Worry instead when the patient is the one you cannot figure out. That is where the real cognitive work begins. And there, calm is not automatic, it has to be built.
References
- LeBlanc VR. The Effects of Acute Stress on Performance: Implications for Health Professions Education. Academic Medicine. 2009;84(10 Suppl):S25-33.
- Hartigan S, Brooks M, Hartley S, et al. Review of the Basics of Cognitive Error in Emergency Medicine: Still No Easy Answers. Western Journal of Emergency Medicine. 2020;21(6):125-131.
- Szulewski A, Howes D, van Merriënboer JJG, Sweller J. From Theory to Practice: The Application of Cognitive Load Theory to the Practice of Medicine. Academic Medicine. 2021;96(1):24-30.
- Harris E, Santhosh L. Dual Process Theory and Cognitive Load: How Intensivists Make Diagnoses. Critical Care Clinics. 2022;38(1):27-36.
- Bond S, Cooper S. Modelling Emergency Decisions: Recognition-Primed Decision Making.

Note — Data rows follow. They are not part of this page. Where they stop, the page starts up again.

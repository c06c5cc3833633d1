/// Formats a millisecond count as `HH:MM:SS.mmm`.
pub fn time_str(ms: u32) -> String {
    let ms = ms as u64;
    let hours = ms / 3_600_000;
    let minutes = ms / 60_000 % 60;
    let seconds = ms / 1000 % 60;
    let milliseconds = ms % 1000;

    format!(
        "{hours:0width$}:{minutes:02}:{seconds:02}.{milliseconds:03}",
        width = if hours >= 100 { 0 } else { 2 }
    )
}

#[test]
fn duration_formatting() {
    assert_eq!(time_str(0), "00:00:00.000");
    assert_eq!(time_str(26122), "00:00:26.122");
    assert_eq!(time_str(3_723_004), "01:02:03.004");
    assert_eq!(time_str(360_000_000), "100:00:00.000");
}
#[cfg(test)]
mod tests {
    use super::*;
    use crate::process::fixtures::{MPEG1_L3_128K, StreamBuilder};

    #[test]
    fn mpeg1_layer3() -> Result<(), HeaderError> {
        let header = FrameHeader::parse(&MPEG1_L3_128K)?;

        assert_eq!(header.version, Version::Mpeg1);
        assert_eq!(header.layer, 3);
        assert!(!header.protection_enabled);
        assert_eq!(header.bitrate, 128);
        assert_eq!(header.sample_rate, 44100);
        assert_eq!(header.channel_mode, ChannelMode::Stereo);
        assert_eq!(header.samples_per_frame, 1152);
        assert_eq!(header.frame_length, 417);
        assert!(!header.is_copyrighted);
        assert!(!header.is_original);

        let padded = FrameHeader::parse(&[0xFF, 0xFB, 0x92, 0x00])?;
        assert!(padded.is_padded);
        assert_eq!(padded.frame_length, 418);
        Ok(())
    }

    #[test]
    fn lower_sampling_versions() -> Result<(), HeaderError> {
        let header = FrameHeader::parse(&[0xFF, 0xF3, 0x80, 0xC0])?;
        assert_eq!(header.version, Version::Mpeg2);
        assert_eq!(header.bitrate, 64);
        assert_eq!(header.sample_rate, 22050);
        assert_eq!(header.samples_per_frame, 576);
        assert_eq!(header.frame_length, 208);
        assert_eq!(header.channel_mode, ChannelMode::SingleChannel);
        assert_eq!(header.channels(), 1);

        let header = FrameHeader::parse(&[0xFF, 0xE3, 0x88, 0x00])?;
        assert_eq!(header.version, Version::Mpeg25);
        assert_eq!(header.sample_rate, 8000);
        assert_eq!(header.frame_length, 576);
        Ok(())
    }

    #[test]
    fn layer1_and_layer2() -> Result<(), HeaderError> {
        let header = FrameHeader::parse(&[0xFF, 0xFE, 0xC0, 0x00])?;
        assert_eq!(header.layer, 1);
        assert!(header.protection_enabled);
        assert_eq!(header.bitrate, 384);
        assert_eq!(header.samples_per_frame, 384);
        assert_eq!(header.frame_length, 417);

        let padded = FrameHeader::parse(&[0xFF, 0xFE, 0xC2, 0x00])?;
        assert_eq!(padded.frame_length, 421);

        let header = FrameHeader::parse(&[0xFF, 0xFD, 0xA4, 0x00])?;
        assert_eq!(header.layer, 2);
        assert_eq!(header.bitrate, 192);
        assert_eq!(header.sample_rate, 48000);
        assert_eq!(header.samples_per_frame, 1152);
        assert_eq!(header.frame_length, 576);
        Ok(())
    }

    #[test]
    fn flag_bits() -> Result<(), HeaderError> {
        let header = FrameHeader::parse(&[0xFF, 0xFB, 0x91, 0x7D])?;
        assert!(header.is_private);
        assert_eq!(header.channel_mode, ChannelMode::JointStereo);
        assert_eq!(header.mode_extension, 3);
        assert!(header.is_copyrighted);
        assert!(header.is_original);
        assert_eq!(header.emphasis, 1);
        Ok(())
    }

    #[test]
    fn reserved_fields() {
        assert!(matches!(
            FrameHeader::parse(&[0xFF, 0x7B, 0x90, 0x00]),
            Err(HeaderError::InvalidSync(0xFF7B))
        ));
        assert!(matches!(
            FrameHeader::parse(&[0xFF, 0xEB, 0x90, 0x00]),
            Err(HeaderError::ReservedVersion)
        ));
        assert!(matches!(
            FrameHeader::parse(&[0xFF, 0xF9, 0x90, 0x00]),
            Err(HeaderError::ReservedLayer)
        ));
        assert!(matches!(
            FrameHeader::parse(&[0xFF, 0xFB, 0xF0, 0x00]),
            Err(HeaderError::InvalidBitrateIndex(15))
        ));
        assert!(matches!(
            FrameHeader::parse(&[0xFF, 0xFB, 0x00, 0x00]),
            Err(HeaderError::InvalidBitrateIndex(0))
        ));
        assert!(matches!(
            FrameHeader::parse(&[0xFF, 0xFB, 0x9C, 0x00]),
            Err(HeaderError::ReservedSampleRate)
        ));
        assert!(matches!(
            FrameHeader::parse(&[0xFF, 0xFB]),
            Err(HeaderError::Truncated(2))
        ));
    }

    #[test]
    fn unprotected_layer1_is_not_a_sync() -> Result<(), HeaderError> {
        let header = FrameHeader::parse(&[0xFF, 0xFF, 0xC0, 0x00])?;
        assert_eq!(header.layer, 1);
        assert!(!header.protection_enabled);

        assert!(!is_frame_sync(0xFF, 0xFF));
        assert!(is_frame_sync(0xFF, 0xFE));
        assert!(is_frame_sync(0xFF, 0xE0));
        assert!(!is_frame_sync(0xFF, 0xC0));
        assert!(!is_frame_sync(0xFE, 0xFB));
        Ok(())
    }

    #[test]
    fn decode_is_idempotent() -> Result<(), HeaderError> {
        for bytes in [
            MPEG1_L3_128K,
            [0xFF, 0xF3, 0x80, 0xC0],
            [0xFF, 0xFD, 0xA4, 0x0C],
        ] {
            assert_eq!(FrameHeader::parse(&bytes)?, FrameHeader::parse(&bytes)?);
        }
        Ok(())
    }

    #[test]
    fn matching_ignores_bitrate() -> Result<(), HeaderError> {
        let a = FrameHeader::parse(&MPEG1_L3_128K)?;
        let b = FrameHeader::parse(&[0xFF, 0xFB, 0xB0, 0x00])?;
        let c = FrameHeader::parse(&[0xFF, 0xFB, 0x94, 0x00])?;

        assert_ne!(a.bitrate, b.bitrate);
        assert!(a.matches(&b));
        assert!(!a.matches(&c));
        Ok(())
    }

    #[test]
    fn layer3_crc() -> Result<(), HeaderError> {
        let mut frame = vec![0xFF, 0xFA, 0x90, 0x00, 0x00, 0x00];
        frame.extend((0..32u8).map(|i| i.wrapping_mul(37)));

        let header = FrameHeader::parse(&frame)?;
        assert!(header.protection_enabled);
        assert_eq!(header.side_info_len(), Some(32));

        let crc = &CRC_MPEG_AUDIO;
        let partial = crc.update(crc.init, &frame[2..4]);
        let expected = crc.update(partial, &frame[6..]);
        frame[4..6].copy_from_slice(&expected.to_be_bytes());

        assert_eq!(header.verify_crc(&frame), Some(true));

        frame[20] ^= 0x01;
        assert_eq!(header.verify_crc(&frame), Some(false));
        assert_eq!(header.verify_crc(&frame[..20]), None);

        let unprotected = FrameHeader::parse(&MPEG1_L3_128K)?;
        assert_eq!(unprotected.verify_crc(&frame), None);
        Ok(())
    }

    #[test]
    fn read_with_length_check() -> Result<(), HeaderError> {
        let mut stream = StreamBuilder::default()
            .frames(MPEG1_L3_128K, 2)
            .raw(&[0xFF, 0xFB])
            .build();

        assert!(FrameHeader::read_from(&mut stream, 0, true).is_ok());
        assert_eq!(FrameHeader::read_from(&mut stream, 417, false)?.frame_length, 417);

        // second frame is followed by two stray bytes, too few to check
        assert!(FrameHeader::read_from(&mut stream, 417, true).is_ok());

        let mut stream = StreamBuilder::default()
            .frames(MPEG1_L3_128K, 1)
            .frames([0xFF, 0xFB, 0x94, 0x00], 1)
            .build();

        assert!(FrameHeader::read_from(&mut stream, 0, false).is_ok());
        assert!(matches!(
            FrameHeader::read_from(&mut stream, 0, true),
            Err(HeaderError::NextFrameMismatch(417))
        ));
        Ok(())
    }
}
use anyhow::Result;
use clap::Parser as ClapParser;
use indicatif::MultiProgress;
use indicatif_log_bridge::LogWrapper;

use cli::command::{Cli, Commands, LogFormat};
use cli::info::cmd_info;

mod cli;
mod input;
pub(crate) mod timestamp;

fn main() -> Result<()> {
    let cli = Cli::parse();

    let base_level = cli.loglevel.to_level_filter();

    let multi = MultiProgress::new();

    let mut env_builder = env_logger::Builder::from_default_env();
    env_builder.filter_level(base_level);
    match cli.log_format {
        LogFormat::Plain => {
            env_builder.format_timestamp_secs();
        }
        LogFormat::Json => {
            env_builder.format(|buf, record| {
                use std::io::Write;
                writeln!(
                    buf,
                    "{{\"ts\":\"{}\",\"lvl\":\"{}\",\"target\":\"{}\",\"msg\":{:?}}}",
                    buf.timestamp(),
                    record.level(),
                    record.target(),
                    record.args().to_string()
                )
            });
        }
    }

    let pb = if cli.progress {
        let logger = env_builder.build();
        LogWrapper::new(multi.clone(), logger).try_init()?;
        Some(&multi)
    } else {
        env_builder.try_init()?;
        None
    };

    match cli.command {
        Commands::Info(ref args) => cmd_info(args, &cli, pb)?,
    }

    Ok(())
}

Journal of Clinical Nursing. 2006;15(8):1023-32.
- Panchal AR, Bartos JA, Cabañas JG, et al. Part 3: Adult Basic and Advanced Life Support: 2020 American Heart Association Guidelines for Cardiopulmonary Resuscitation and Emergency Cardiovascular Care. Circulation. 2020;142(16 Suppl 2):S366-S468.
- Ford JS, Malhotra A, Pearce AK, Wardi G. CPADS-30: Mastering the First 30 Seconds of Adult Cardiac Arrest Resuscitation. American Journal of Emergency Medicine. 2025;96:166-169.
- Hudson D. Neuroanatomical Basis for Recognition Primed Decision Making. Studies in Health Technology and Informatics. 2013;183:107-10.
- Jain A, Bhoi S, V T A. Emergency Medicine as Risk Management: A Cognitive Scaffold for Safe Decisions Under Uncertainty. Emergency Medicine Journal. 2026.
- Ilgen JS, Dhaliwal G. Educational Strategies to Prepare Trainees for Clinical Uncertainty. New England Journal of Medicine. 2025;393(16):1624-1632.
- Aronson M, Henderson T, Dodd KW, et al. Effects of Brief Mental Skills Training on Emergency Medicine Residents' Stress Response During a Simulated Resuscitation. Western Journal of Emergency Medicine. 2022;23(1):79-85.
- Coen M, Sader J, Junod-Perron N, Audétat MC, Nendaz M. Clinical Reasoning in Dire Times: Analysis of Cognitive Biases in Clinical Cases During the COVID-19 Pandemic. Internal and Emergency Medicine. 2022;17(4):979-988.